Quel a été le résultat du contact entre d'un côté le milieu du logiciel libre, son éthique de la liberté, sa culture du partage volontaire et de la collaboration, et de l'autre ceux qui vivent de la restriction et du contrôle du droit de copie?
Le numérisable et les réseaux
Les divers milieux convertis au numérique (édition de la musique, du film, du livre) ou nés avec le numérique (infographie, multimédia, animation 3D, etc.) dont les produits sont généralement protégés par le droit d'auteur, ont-il bien reçu les logiciels libres, ces œuvres fonctionnelles distribuées en toute légalité avec permission explicite (et même encouragement!) d'en faire des copies, de les modifier et de redistribuer ces modifications?
Inutile de dire qu'il a été question (et qu'il est encore question) d'un choc de cultures d'importance. Choc culturel et choc des habitudes, surtout pour ceux se trouvant au sommet de la pyramide des profits, mais également pour les simples artistes et artisans qui baignaient dans une «culture» hostile à la contrefaçon, hostile aux cassettes vierges, audio et VHS, depuis les années 1980... Hostilité qui s'est ensuite portée sur Napster et autres applications dédiées au partage de fichiers via Internet. C'était sans doute inévitable et ces phénomènes illégaux n'ont certainement pas aidés à faire passer la philosophie du logiciel libre qui n'a rien à voir avec l'encouragement de la copie illégale, mais bien au contraire avec la légalisation du partage. La confusion à ce sujet est encore très grande aujourd'hui dans les esprits et nous pouvons deviner facilement qui a intérêt à entretenir cette confusion.
Le contact a quand même été positif dans certains milieux. Les idées reçues ont été réévaluées, une lente prise de conscience est venue. L'esprit philanthropique et l'utopie de l'accès universel à la connaissance grâce à l'ordinateur[[Utopie certes, mais utopie techniquement réalisable ce qui est déjà beaucoup moins utopique il faut en convenir. En effet, toute l'infrastructure de production et de distribution est déjà en place ou en voie de l'être.]] portés par la culture universitaire qui a produit Internet ont rencontré le désir profond de plusieurs artistes, de plusieurs écrivains, de s'affranchir du modèle marchand, en particulier de se libérer des gros éditeurs et distributeurs du film, de la musique et même du livre.
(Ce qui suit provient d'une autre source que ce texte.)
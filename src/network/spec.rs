use serde::{Deserialize, Serialize};
use std::fs::File;
use std::io::{BufReader, BufWriter};
use std::path::Path;
use tracing::debug;

use crate::activation::ActivationKind;
use crate::connection::Connection;
use crate::error::{NetworkError, Result};
use crate::network::network::Network;
use crate::node::{Node, NodeId, NodeKind};

/// Describes one node. Its position in `NetworkSpec::nodes` becomes its
/// `NodeId` once the network is built.
#[derive(Debug, Clone, Copy, PartialEq, Eq, Serialize, Deserialize)]
pub struct NodeSpec {
    pub kind: NodeKind,
    pub activation: ActivationKind,
}

/// Describes one weighted edge between two entries of `NetworkSpec::nodes`.
#[derive(Debug, Clone, Copy, PartialEq, Serialize, Deserialize)]
pub struct ConnectionSpec {
    pub source: usize,
    pub target: usize,
    pub weight: f64,
}

/// A fully serializable description of a topology and its weights.
///
/// Nodes are listed in insertion order (any mix of kinds; the network sorts
/// its evaluation order itself). Connections are listed in the exact order
/// they are activated.
#[derive(Debug, Clone, Default, PartialEq, Serialize, Deserialize)]
pub struct NetworkSpec {
    pub nodes: Vec<NodeSpec>,
    #[serde(default)]
    pub connections: Vec<ConnectionSpec>,
}

impl NetworkSpec {
    /// Serializes the spec to a pretty-printed JSON file.
    pub fn save_json(&self, path: impl AsRef<Path>) -> Result<()> {
        let writer = BufWriter::new(File::create(path)?);
        serde_json::to_writer_pretty(writer, self)?;
        Ok(())
    }

    /// Deserializes a `NetworkSpec` from a JSON file.
    pub fn load_json(path: impl AsRef<Path>) -> Result<NetworkSpec> {
        let reader = BufReader::new(File::open(path)?);
        Ok(serde_json::from_reader(reader)?)
    }

    pub fn from_json_str(json: &str) -> Result<NetworkSpec> {
        Ok(serde_json::from_str(json)?)
    }

    pub fn to_json_string(&self) -> Result<String> {
        Ok(serde_json::to_string_pretty(self)?)
    }
}

impl Network {
    /// Builds a network from its description, validating every connection
    /// endpoint.
    pub fn from_spec(spec: &NetworkSpec) -> Result<Network> {
        let mut network = Network::new();
        for node in &spec.nodes {
            network.add_node(Node::new(node.kind, node.activation));
        }
        for conn in &spec.connections {
            let source = NodeId(conn.source);
            let target = NodeId(conn.target);
            network.add_connection(Connection::new(source, target, conn.weight))?;
        }
        debug!(
            nodes = network.len(),
            connections = network.connections().len(),
            "built network from spec"
        );
        Ok(network)
    }

    /// Describes the current topology and weights.
    pub fn to_spec(&self) -> NetworkSpec {
        NetworkSpec {
            nodes: self
                .storage()
                .iter()
                .map(|node| NodeSpec {
                    kind: node.kind(),
                    activation: node.activation(),
                })
                .collect(),
            connections: self
                .connections()
                .iter()
                .map(|conn| ConnectionSpec {
                    source: conn.source().index(),
                    target: conn.target().index(),
                    weight: conn.weight(),
                })
                .collect(),
        }
    }

    /// Writes the network's spec to a pretty-printed JSON file.
    pub fn save_json(&self, path: impl AsRef<Path>) -> Result<()> {
        self.to_spec().save_json(path)
    }

    /// Loads and validates a network previously written by `save_json`.
    pub fn load_json(path: impl AsRef<Path>) -> Result<Network> {
        Network::from_spec(&NetworkSpec::load_json(path)?)
    }
}

impl From<Network> for NetworkSpec {
    fn from(network: Network) -> Self {
        network.to_spec()
    }
}

impl TryFrom<NetworkSpec> for Network {
    type Error = NetworkError;

    fn try_from(spec: NetworkSpec) -> Result<Self> {
        Network::from_spec(&spec)
    }
}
Le temps des modèles alternatifs était venu. Et c'est ainsi, ou à peu près, que l'on s'est mis à envisager, dans certains cercles, au départ forcément marginaux, l'extension des principes du logiciel libre à l'ensemble des productions culturelles numérisables. Cela a donné lieu à plusieurs mouvements, plusieurs expériences, connus collectivement sous le vocable de «culture libre».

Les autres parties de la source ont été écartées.